De acordo com a Fierce Biotech, uma empresa que informa sobre o setor de biotecnologia, a FDA está não indo tão longe a ponto de dizer que a redução de amiloide pode ser considerada um desfecho primário – o principal resultado medido no final de um estudo para verificar se um determinado tratamento funcionou – em estudos sobre Alzheimer. Entretanto, a agência sugere que esse biomarcador pode servir como um ponto final substituto – um indicador que informa se um tratamento funciona – para prever o benefício clínico.

Atualmente, os pesquisadores da doença de Alzheimer usam medidas cognitivas e funcionais como desfechos primários conjuntos, o que resulta em uma duração média de dois anos ou menos para os estudos clínicos nos estágios sintomáticos da doença. Mas pode levar mais tempo para estabelecer efeitos de tratamento clinicamente significativos entre os pacientes com Alzheimer inicial devido aos déficits cognitivos e funcionais limitados ou inexistentes observados no início. Além disso, as ferramentas geralmente usadas para medir o comprometimento funcional em pacientes nos estágios mais avançados do Alzheimer podem não ser capazes de identificar alterações sutis no estágio inicial da doença.

Por essas razões, a FDA está considerando outras abordagens, incluindo pontos finais baseados em avaliações cognitivas ou pontos finais substitutos, o que pode permitir durações mais curtas dos estudos nos estágios iniciais da doença, informou a Fierce Biotech.

Possibilidade de diagnóstico excessivo

Em um documento preliminar publicado em outubro de 2023, o Grupo de Trabalho da Associação de Alzheimer sugeriu expandir os critérios para o diagnóstico de Alzheimer e basear o diagnóstico em biomarcadores essenciais, como a amiloide, em vez de síndromes clínicas.

A Sociedade Americana de Geriatria (AGS, na sigla em inglês) comentou sobre a expansão dos critérios, expressando preocupações de que isso “colocaria muitos idosos e pessoas com multimorbidades em risco de sobrediagnóstico, o que, por sua vez, poderia levar ao início de tratamentos com benefícios clínicos ainda não comprovados, especialmente em uma população assintomática, e com alto potencial de danos”.

A AGS disse que o documento não dá atenção suficiente ao possível impacto de um diagnóstico de Alzheimer na identidade do paciente ou em quaisquer consequências sociais e fiscais.

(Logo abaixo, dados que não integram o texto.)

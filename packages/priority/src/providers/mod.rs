//! Concrete vision collaborators.
//!
//! [`file::FileImageDecoder`] reads local images and in-memory uploads.
//! [`static_labels::StaticLabelProvider`] serves a fixed prediction list
//! from a JSON file, which lets the CLI and tests drive the visual pass
//! without a neural network runtime.

pub mod file;
pub mod static_labels;
#![cfg_attr(feature = "fail-on-warnings", deny(warnings))]
#![warn(clippy::all, clippy::pedantic, clippy::nursery, clippy::cargo)]
#![allow(clippy::multiple_crate_versions, clippy::cargo_common_metadata)]

//! Complaint persistence behind a capability trait.
//!
//! The portal persists complaints in a hosted relational store with
//! realtime push. Everything above this crate talks to
//! [`ComplaintStore`]; [`memory::MemoryStore`] implements it in-process
//! with a broadcast change feed and JSON snapshot persistence.

pub mod memory;

use grievance_complaint_models::{Complaint, ComplaintCategory, ComplaintStatus, Profile};
use serde::Serialize;
use thiserror::Error;

pub use memory::MemoryStore;

/// Errors that can occur during store operations.
#[derive(Debug, Error)]
pub enum StoreError {
    /// No complaint with the given id.
    #[error("Complaint not found: {id}")]
    NotFound {
        /// The missing id.
        id: String,
    },

    /// A complaint with the given id already exists.
    #[error("Complaint already exists: {id}")]
    Conflict {
        /// The duplicate id.
        id: String,
    },

    /// Snapshot file I/O failed.
    #[error("I/O error: {0}")]
    Io(#[from] std::io::Error),

    /// Snapshot JSON was malformed.
    #[error("JSON error: {0}")]
    Json(#[from] serde_json::Error),

    /// The backing store could not be reached.
    #[error("Store unavailable: {message}")]
    Unavailable {
        /// Description of what went wrong.
        message: String,
    },
}

/// A change pushed to subscribers after a successful write.
#[derive(Debug, Clone, PartialEq, Serialize)]
#[serde(tag = "type", rename_all = "camelCase")]
pub enum ChangeEvent {
    /// A complaint was created.
    Inserted {
        /// The stored complaint.
        complaint: Complaint,
    },
    /// A complaint was modified.
    Updated {
        /// The complaint after the change.
        complaint: Complaint,
    },
    /// A complaint was removed.
    Deleted {
        /// Id of the removed complaint.
        id: String,
    },
}

/// Complaint persistence.
#[async_trait::async_trait]
pub trait ComplaintStore: Send + Sync {
    /// Complaints in `category` whose status is not `excluded`, oldest
    /// first.
    ///
    /// # Errors
    ///
    /// Returns [`StoreError`] if the query fails.
    async fn by_category_excluding_status(
        &self,
        category: ComplaintCategory,
        excluded: ComplaintStatus,
    ) -> Result<Vec<Complaint>, StoreError>;

    /// Stores a new complaint.
    ///
    /// # Errors
    ///
    /// Returns [`StoreError::Conflict`] if the id is taken, or another
    /// [`StoreError`] if the write fails.
    async fn insert(&self, complaint: Complaint) -> Result<Complaint, StoreError>;

    /// Fetches one complaint.
    ///
    /// # Errors
    ///
    /// Returns [`StoreError`] if the query fails.
    async fn get(&self, id: &str) -> Result<Option<Complaint>, StoreError>;

    /// Replaces an existing complaint.
    ///
    /// # Errors
    ///
    /// Returns [`StoreError::NotFound`] if the id is unknown, or another
    /// [`StoreError`] if the write fails.
    async fn update(&self, complaint: Complaint) -> Result<Complaint, StoreError>;

    /// Removes a complaint.
    ///
    /// # Errors
    ///
    /// Returns [`StoreError::NotFound`] if the id is unknown, or another
    /// [`StoreError`] if the write fails.
    async fn delete(&self, id: &str) -> Result<(), StoreError>;

    /// All complaints, oldest first.
    ///
    /// # Errors
    ///
    /// Returns [`StoreError`] if the query fails.
    async fn list(&self) -> Result<Vec<Complaint>, StoreError>;
}

/// User profile lookup.
#[async_trait::async_trait]
pub trait ProfileStore: Send + Sync {
    /// All known profiles.
    ///
    /// # Errors
    ///
    /// Returns [`StoreError`] if the query fails.
    async fn profiles(&self) -> Result<Vec<Profile>, StoreError>;

    /// Inserts or replaces a profile.
    ///
    /// # Errors
    ///
    /// Returns [`StoreError`] if the write fails.
    async fn upsert_profile(&self, profile: Profile) -> Result<(), StoreError>;
}
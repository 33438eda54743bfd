#![cfg_attr(feature = "fail-on-warnings", deny(warnings))]
#![warn(clippy::all, clippy::pedantic, clippy::nursery, clippy::cargo)]
#![allow(clippy::multiple_crate_versions, clippy::cargo_common_metadata)]

//! Help assistant for portal users.
//!
//! Answers free-text questions from a fixed set of topics, each with a
//! keyword list. Every keyword found in the lowercased question adds its
//! length to the topic's score, so longer phrases outweigh short ones.
//! Questions that match nothing get a fallback answer.

use std::path::Path;

use serde::Deserialize;
use thiserror::Error;

/// Embedded default knowledge base.
const DEFAULT_KNOWLEDGE_TOML: &str = include_str!("../knowledge.toml");

/// Errors raised while loading a knowledge base.
#[derive(Debug, Error)]
pub enum AssistantError {
    /// The knowledge base could not be read or parsed.
    #[error("Knowledge base error: {message}")]
    Config {
        /// Description of what went wrong.
        message: String,
    },
}

/// One help topic.
#[derive(Debug, Clone, PartialEq, Eq, Deserialize)]
pub struct Topic {
    /// Lowercase phrases that point at this topic.
    pub keywords: Vec<String>,
    /// Reply text.
    pub answer: String,
}

impl Topic {
    /// Sum of the lengths of the keywords contained in `query`.
    ///
    /// `query` must already be lowercase.
    #[must_use]
    pub fn score(&self, query: &str) -> usize {
        self.keywords
            .iter()
            .filter(|k| query.contains(k.as_str()))
            .map(String::len)
            .sum()
    }
}

/// Topics plus the reply for unmatched questions.
#[derive(Debug, Clone, PartialEq, Eq, Deserialize)]
pub struct KnowledgeBase {
    /// Reply when no topic matches.
    pub fallback: String,
    /// Topics in priority order for ties.
    pub topics: Vec<Topic>,
}

impl KnowledgeBase {
    /// Parses a knowledge base from TOML, lowercasing keywords.
    ///
    /// # Errors
    ///
    /// Returns [`AssistantError::Config`] if the document is invalid.
    pub fn from_toml_str(s: &str) -> Result<Self, AssistantError> {
        let mut kb: Self = toml::from_str(s).map_err(|e| AssistantError::Config {
            message: format!("Failed to parse knowledge base: {e}"),
        })?;
        for topic in &mut kb.topics {
            for keyword in &mut topic.keywords {
                *keyword = keyword.to_lowercase();
            }
        }
        Ok(kb)
    }

    /// Reads a knowledge base from a TOML file.
    ///
    /// # Errors
    ///
    /// Returns [`AssistantError::Config`] if the file cannot be read or
    /// parsed.
    pub fn from_path(path: &Path) -> Result<Self, AssistantError> {
        let contents = std::fs::read_to_string(path).map_err(|e| AssistantError::Config {
            message: format!("Failed to read {}: {e}", path.display()),
        })?;
        Self::from_toml_str(&contents)
    }

    /// The highest scoring topic, or `None` if nothing matches. The earlier
    /// topic wins a tie.
    #[must_use]
    pub fn best_match(&self, question: &str) -> Option<&Topic> {
        let query = question.to_lowercase();

        let mut best: Option<(&Topic, usize)> = None;
        for topic in &self.topics {
            let score = topic.score(&query);
            if score > best.map_or(0, |(_, s)| s) {
                best = Some((topic, score));
            }
        }

        log::debug!(
            "Assistant match for {question:?}: score {}",
            best.map_or(0, |(_, s)| s)
        );
        best.map(|(topic, _)| topic)
    }

    /// Reply to `question`.
    #[must_use]
    pub fn answer(&self, question: &str) -> &str {
        self.best_match(question)
            .map_or(self.fallback.as_str(), |topic| topic.answer.as_str())
    }
}

impl Default for KnowledgeBase {
    fn default() -> Self {
        Self::from_toml_str(DEFAULT_KNOWLEDGE_TOML).unwrap_or_else(|e| {
            log::error!("Embedded knowledge base is invalid: {e}");
            Self {
                fallback: String::new(),
                topics: Vec::new(),
            }
        })
    }
}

“A realidade é que muitos indivíduos com biomarcadores positivos nunca desenvolvem comprometimento cognitivo… e a maioria das pessoas diagnosticadas com demência morrerá com demência, e não de demência”, escreveu a AGS.

“Nesse momento, uma pessoa de 50 anos, cognitivamente normal, teria uma chance em 10 de testar positivo para amiloide (…) e depois ter um diagnóstico [da doença de Alzheimer] em seus registros de saúde”, escreveu a organização.

A AGS acrescentou que isso “desvia o foco do objetivo mais amplo de garantir assistência médica de alta qualidade para indivíduos que já têm comprometimento cognitivo ou demência”.

Citando a “possível influência de laços financeiros entre as principais partes interessadas que tomam decisões sobre definições e limites de diagnóstico”, a AGS disse que a transparência é fundamental e que qualquer conflito de interesse deve ser divulgado.

O Epoch Times entrou em contato com a FDA e com o Alzheimer’s Association Workgroup, mas não obteve resposta.